Scan the entries below for the word "AnswerItem" and copy every line where it turns up.

[[ Entries supplied open ]]

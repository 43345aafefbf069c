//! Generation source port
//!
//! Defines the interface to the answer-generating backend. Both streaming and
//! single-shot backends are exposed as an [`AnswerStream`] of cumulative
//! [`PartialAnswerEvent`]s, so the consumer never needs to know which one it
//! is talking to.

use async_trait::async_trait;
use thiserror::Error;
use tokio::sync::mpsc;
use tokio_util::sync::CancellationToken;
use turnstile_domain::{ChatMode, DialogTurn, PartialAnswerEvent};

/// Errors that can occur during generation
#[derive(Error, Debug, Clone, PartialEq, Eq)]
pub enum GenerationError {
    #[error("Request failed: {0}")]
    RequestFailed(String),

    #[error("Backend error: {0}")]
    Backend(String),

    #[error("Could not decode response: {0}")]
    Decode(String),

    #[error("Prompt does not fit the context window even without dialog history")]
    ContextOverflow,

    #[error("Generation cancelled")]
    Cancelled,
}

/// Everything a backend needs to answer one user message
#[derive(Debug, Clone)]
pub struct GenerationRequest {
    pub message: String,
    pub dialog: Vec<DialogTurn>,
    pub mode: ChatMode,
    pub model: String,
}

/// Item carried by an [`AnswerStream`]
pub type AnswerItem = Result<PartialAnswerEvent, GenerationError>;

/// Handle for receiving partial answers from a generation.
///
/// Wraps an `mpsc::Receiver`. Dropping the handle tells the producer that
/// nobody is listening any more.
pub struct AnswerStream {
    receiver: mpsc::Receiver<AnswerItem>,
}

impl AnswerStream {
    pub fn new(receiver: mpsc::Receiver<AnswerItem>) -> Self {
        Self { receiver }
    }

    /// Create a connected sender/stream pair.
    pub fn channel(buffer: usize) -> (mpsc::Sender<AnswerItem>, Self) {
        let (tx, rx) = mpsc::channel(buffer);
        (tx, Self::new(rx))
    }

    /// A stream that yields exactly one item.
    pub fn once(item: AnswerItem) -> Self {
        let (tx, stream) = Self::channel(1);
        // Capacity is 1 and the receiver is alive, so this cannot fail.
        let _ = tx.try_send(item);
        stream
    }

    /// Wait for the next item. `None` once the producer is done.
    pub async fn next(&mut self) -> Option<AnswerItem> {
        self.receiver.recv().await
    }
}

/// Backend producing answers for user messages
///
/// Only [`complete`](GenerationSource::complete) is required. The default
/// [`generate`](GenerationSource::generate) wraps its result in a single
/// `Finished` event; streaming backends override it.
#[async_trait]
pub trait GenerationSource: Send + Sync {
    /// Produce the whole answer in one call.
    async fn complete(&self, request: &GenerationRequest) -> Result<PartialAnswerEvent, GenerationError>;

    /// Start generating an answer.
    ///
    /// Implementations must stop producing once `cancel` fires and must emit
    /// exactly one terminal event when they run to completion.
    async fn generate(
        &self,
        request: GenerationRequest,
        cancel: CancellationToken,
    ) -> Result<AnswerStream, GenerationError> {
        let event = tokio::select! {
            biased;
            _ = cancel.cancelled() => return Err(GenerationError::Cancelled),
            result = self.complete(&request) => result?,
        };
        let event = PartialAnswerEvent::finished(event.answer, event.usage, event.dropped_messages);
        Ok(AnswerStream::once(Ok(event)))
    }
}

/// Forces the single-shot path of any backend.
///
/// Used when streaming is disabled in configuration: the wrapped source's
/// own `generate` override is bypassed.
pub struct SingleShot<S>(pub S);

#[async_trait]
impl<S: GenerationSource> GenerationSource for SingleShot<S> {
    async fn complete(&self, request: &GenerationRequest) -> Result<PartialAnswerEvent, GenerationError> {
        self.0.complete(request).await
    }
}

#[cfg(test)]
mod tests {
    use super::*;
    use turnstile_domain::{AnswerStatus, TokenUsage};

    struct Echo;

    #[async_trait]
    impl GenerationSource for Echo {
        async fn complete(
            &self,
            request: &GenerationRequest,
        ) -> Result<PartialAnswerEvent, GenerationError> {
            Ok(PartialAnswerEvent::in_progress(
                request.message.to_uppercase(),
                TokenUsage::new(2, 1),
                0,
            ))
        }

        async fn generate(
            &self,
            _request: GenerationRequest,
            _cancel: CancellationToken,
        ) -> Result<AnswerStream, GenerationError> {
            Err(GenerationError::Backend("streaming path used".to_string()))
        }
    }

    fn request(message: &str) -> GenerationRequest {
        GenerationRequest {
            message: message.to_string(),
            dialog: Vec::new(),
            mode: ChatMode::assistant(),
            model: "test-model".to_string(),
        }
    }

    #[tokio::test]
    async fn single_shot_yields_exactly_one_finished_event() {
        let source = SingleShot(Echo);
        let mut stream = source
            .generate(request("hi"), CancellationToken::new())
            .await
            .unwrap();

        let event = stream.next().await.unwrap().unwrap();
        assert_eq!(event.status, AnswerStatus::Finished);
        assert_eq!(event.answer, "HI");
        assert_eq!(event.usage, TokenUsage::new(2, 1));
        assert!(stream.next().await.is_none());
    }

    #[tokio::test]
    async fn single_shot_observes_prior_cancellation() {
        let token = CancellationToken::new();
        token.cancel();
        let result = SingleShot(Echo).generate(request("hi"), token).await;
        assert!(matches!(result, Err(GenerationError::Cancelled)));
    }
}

[[ Entries supplied closed ]]

*Output for this exercise*.
pub type AnswerItem = Result<PartialAnswerEvent, GenerationError>;
    receiver: mpsc::Receiver<AnswerItem>,
    pub fn new(receiver: mpsc::Receiver<AnswerItem>) -> Self {
    pub fn channel(buffer: usize) -> (mpsc::Sender<AnswerItem>, Self) {
    pub fn once(item: AnswerItem) -> Self {
    pub async fn next(&mut self) -> Option<AnswerItem> {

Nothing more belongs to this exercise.